*** MATERIAL FOR THIS EXERCISE ***

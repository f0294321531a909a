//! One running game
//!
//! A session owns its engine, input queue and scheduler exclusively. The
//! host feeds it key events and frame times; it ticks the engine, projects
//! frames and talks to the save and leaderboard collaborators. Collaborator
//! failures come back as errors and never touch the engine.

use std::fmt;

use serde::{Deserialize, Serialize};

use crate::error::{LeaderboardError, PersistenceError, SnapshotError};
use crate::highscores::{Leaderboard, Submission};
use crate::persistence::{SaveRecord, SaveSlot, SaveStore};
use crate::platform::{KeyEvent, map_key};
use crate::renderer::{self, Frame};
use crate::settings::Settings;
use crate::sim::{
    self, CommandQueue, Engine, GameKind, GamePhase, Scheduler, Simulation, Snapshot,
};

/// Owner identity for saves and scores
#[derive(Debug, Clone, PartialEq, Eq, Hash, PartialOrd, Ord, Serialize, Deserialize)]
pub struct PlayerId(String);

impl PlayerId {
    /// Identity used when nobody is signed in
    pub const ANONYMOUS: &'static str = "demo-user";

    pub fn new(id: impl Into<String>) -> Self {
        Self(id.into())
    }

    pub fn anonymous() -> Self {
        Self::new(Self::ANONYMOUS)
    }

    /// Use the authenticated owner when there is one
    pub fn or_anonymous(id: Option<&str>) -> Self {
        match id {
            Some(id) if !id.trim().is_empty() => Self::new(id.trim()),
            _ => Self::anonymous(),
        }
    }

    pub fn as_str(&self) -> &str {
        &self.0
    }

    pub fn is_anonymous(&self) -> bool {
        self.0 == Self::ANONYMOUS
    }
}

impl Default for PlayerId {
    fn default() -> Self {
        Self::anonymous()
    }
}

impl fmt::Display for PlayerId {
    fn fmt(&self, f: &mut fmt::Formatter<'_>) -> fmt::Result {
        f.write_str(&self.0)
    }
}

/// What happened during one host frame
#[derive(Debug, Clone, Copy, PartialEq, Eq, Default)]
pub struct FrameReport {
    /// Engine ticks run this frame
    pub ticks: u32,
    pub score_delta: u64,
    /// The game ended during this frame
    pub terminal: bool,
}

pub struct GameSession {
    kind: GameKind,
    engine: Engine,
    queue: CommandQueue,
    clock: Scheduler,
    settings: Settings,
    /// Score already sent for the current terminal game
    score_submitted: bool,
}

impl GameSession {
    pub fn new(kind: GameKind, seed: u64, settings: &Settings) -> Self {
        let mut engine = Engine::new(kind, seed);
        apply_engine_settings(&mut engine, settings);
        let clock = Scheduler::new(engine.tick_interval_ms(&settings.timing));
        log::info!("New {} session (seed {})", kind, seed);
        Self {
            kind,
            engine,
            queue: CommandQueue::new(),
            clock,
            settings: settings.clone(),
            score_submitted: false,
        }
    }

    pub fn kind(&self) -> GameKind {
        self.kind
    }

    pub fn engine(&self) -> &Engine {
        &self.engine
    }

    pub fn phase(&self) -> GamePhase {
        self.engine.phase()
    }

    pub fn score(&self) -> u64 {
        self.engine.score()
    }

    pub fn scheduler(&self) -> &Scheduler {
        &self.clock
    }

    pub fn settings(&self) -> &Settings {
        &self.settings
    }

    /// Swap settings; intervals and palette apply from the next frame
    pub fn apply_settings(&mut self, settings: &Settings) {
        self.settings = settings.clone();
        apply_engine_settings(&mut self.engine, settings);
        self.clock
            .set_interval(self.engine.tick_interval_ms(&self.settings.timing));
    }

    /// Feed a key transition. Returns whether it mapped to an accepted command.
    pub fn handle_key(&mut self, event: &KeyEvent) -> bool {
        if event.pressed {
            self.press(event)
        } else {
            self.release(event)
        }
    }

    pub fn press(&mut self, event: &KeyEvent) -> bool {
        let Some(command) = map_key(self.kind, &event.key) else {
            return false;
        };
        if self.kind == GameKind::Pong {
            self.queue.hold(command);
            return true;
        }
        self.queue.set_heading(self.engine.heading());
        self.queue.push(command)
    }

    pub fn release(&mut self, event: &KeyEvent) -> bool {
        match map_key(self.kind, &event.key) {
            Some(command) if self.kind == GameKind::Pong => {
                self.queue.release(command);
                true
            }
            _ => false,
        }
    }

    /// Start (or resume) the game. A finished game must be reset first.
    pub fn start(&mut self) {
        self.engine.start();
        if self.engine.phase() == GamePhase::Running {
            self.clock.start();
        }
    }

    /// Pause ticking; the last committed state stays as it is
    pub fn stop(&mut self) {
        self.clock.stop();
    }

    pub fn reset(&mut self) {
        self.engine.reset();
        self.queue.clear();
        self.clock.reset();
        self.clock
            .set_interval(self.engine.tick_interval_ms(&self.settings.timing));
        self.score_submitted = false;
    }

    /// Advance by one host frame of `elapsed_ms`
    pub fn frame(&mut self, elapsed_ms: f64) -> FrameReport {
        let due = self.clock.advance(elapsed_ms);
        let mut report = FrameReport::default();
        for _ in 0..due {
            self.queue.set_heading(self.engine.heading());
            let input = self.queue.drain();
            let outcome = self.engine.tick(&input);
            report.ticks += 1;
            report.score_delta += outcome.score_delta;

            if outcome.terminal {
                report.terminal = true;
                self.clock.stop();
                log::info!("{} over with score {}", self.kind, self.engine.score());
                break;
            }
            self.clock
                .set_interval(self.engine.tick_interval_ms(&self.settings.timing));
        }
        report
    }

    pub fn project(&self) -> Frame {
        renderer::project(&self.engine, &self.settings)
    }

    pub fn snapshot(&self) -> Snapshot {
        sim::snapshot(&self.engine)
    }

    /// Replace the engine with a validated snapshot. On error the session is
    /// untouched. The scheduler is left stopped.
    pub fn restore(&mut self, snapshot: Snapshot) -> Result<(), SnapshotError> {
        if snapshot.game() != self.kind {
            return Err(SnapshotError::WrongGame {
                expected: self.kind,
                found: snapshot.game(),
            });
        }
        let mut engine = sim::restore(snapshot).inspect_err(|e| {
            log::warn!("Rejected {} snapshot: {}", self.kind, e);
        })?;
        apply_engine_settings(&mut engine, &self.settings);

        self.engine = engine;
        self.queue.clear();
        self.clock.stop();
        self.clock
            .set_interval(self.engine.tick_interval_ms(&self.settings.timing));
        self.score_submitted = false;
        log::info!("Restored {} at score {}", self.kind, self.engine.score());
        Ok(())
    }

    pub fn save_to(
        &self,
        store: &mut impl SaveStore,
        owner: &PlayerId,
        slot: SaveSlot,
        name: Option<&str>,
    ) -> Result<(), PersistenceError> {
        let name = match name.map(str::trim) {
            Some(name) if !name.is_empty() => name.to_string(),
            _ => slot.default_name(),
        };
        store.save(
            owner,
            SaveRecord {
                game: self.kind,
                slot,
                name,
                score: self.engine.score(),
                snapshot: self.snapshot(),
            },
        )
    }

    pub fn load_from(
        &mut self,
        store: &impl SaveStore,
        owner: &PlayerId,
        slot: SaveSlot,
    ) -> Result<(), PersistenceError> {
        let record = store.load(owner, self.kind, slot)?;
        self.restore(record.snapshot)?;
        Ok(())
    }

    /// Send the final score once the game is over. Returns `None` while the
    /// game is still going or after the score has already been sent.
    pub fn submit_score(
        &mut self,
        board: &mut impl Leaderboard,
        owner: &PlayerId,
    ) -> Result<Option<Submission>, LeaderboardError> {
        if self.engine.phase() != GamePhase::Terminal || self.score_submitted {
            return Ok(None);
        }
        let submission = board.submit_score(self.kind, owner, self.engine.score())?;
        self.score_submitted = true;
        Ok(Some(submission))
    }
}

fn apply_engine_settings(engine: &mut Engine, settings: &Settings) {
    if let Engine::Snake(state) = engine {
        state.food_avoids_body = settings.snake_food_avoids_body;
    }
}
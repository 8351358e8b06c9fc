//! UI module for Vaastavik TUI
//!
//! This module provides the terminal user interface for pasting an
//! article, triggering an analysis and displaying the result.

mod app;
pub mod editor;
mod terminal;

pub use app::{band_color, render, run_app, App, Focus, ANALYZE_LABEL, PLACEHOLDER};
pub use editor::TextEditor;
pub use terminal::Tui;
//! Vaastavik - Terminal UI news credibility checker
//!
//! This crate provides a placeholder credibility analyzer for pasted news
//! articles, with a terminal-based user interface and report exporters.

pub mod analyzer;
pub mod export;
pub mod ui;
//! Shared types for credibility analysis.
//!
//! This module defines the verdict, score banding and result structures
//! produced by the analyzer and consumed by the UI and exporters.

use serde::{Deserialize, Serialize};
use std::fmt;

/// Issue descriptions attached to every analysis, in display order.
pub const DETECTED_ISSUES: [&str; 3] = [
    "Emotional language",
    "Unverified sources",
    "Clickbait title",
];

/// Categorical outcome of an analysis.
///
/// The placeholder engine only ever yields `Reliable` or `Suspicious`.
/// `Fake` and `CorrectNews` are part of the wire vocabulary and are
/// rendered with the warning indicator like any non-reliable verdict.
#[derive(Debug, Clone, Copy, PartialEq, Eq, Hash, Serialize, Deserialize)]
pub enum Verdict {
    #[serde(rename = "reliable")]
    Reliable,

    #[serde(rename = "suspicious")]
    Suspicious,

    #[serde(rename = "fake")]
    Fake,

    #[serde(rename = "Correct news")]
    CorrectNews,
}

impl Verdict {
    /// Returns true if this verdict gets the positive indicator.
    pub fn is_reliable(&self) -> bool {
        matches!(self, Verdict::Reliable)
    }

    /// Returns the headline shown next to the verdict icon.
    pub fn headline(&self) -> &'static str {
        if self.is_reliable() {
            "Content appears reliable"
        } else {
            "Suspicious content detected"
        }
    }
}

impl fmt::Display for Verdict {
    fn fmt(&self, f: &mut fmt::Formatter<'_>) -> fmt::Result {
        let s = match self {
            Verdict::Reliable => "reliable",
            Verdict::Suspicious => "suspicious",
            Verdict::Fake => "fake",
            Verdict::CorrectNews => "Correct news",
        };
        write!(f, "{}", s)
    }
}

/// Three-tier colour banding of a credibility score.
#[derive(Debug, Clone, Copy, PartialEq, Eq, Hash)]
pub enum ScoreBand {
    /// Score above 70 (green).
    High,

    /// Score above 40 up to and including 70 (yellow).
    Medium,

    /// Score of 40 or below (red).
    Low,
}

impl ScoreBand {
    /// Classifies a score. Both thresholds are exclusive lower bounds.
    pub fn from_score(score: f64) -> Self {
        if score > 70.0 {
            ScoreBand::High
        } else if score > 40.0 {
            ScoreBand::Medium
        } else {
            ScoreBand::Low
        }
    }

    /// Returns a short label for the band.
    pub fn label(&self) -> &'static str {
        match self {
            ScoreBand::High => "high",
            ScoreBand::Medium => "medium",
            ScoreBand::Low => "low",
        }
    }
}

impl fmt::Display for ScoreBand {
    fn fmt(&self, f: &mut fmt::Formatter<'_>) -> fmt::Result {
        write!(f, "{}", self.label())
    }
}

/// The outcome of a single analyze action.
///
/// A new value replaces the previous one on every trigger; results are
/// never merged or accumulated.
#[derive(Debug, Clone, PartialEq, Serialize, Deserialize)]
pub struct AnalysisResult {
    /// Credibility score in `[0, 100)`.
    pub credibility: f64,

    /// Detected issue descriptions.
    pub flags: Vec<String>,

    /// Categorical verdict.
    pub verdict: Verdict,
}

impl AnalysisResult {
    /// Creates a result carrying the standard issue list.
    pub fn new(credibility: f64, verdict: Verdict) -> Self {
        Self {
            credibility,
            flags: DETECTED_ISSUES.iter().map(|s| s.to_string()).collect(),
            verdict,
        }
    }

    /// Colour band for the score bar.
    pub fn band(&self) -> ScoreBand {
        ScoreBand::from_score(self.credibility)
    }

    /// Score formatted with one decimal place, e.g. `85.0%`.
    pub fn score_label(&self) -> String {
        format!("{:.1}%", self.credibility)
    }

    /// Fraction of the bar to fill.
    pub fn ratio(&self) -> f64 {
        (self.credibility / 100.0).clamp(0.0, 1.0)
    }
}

***

EXERCISE BRIEF:
What you return should be only the lines from the line containing "Credibility score in" through the end of the material above, reproduced exactly, first and last included.

SOLUTION FOR THIS TASK:
    /// Credibility score in `[0, 100)`.
    pub credibility: f64,

    /// Detected issue descriptions.
    pub flags: Vec<String>,

    /// Categorical verdict.
    pub verdict: Verdict,
}

impl AnalysisResult {
    /// Creates a result carrying the standard issue list.
    pub fn new(credibility: f64, verdict: Verdict) -> Self {
        Self {
            credibility,
            flags: DETECTED_ISSUES.iter().map(|s| s.to_string()).collect(),
            verdict,
        }
    }

    /// Colour band for the score bar.
    pub fn band(&self) -> ScoreBand {
        ScoreBand::from_score(self.credibility)
    }

    /// Score formatted with one decimal place, e.g. `85.0%`.
    pub fn score_label(&self) -> String {
        format!("{:.1}%", self.credibility)
    }

    /// Fraction of the bar to fill.
    pub fn ratio(&self) -> f64 {
        (self.credibility / 100.0).clamp(0.0, 1.0)
    }
}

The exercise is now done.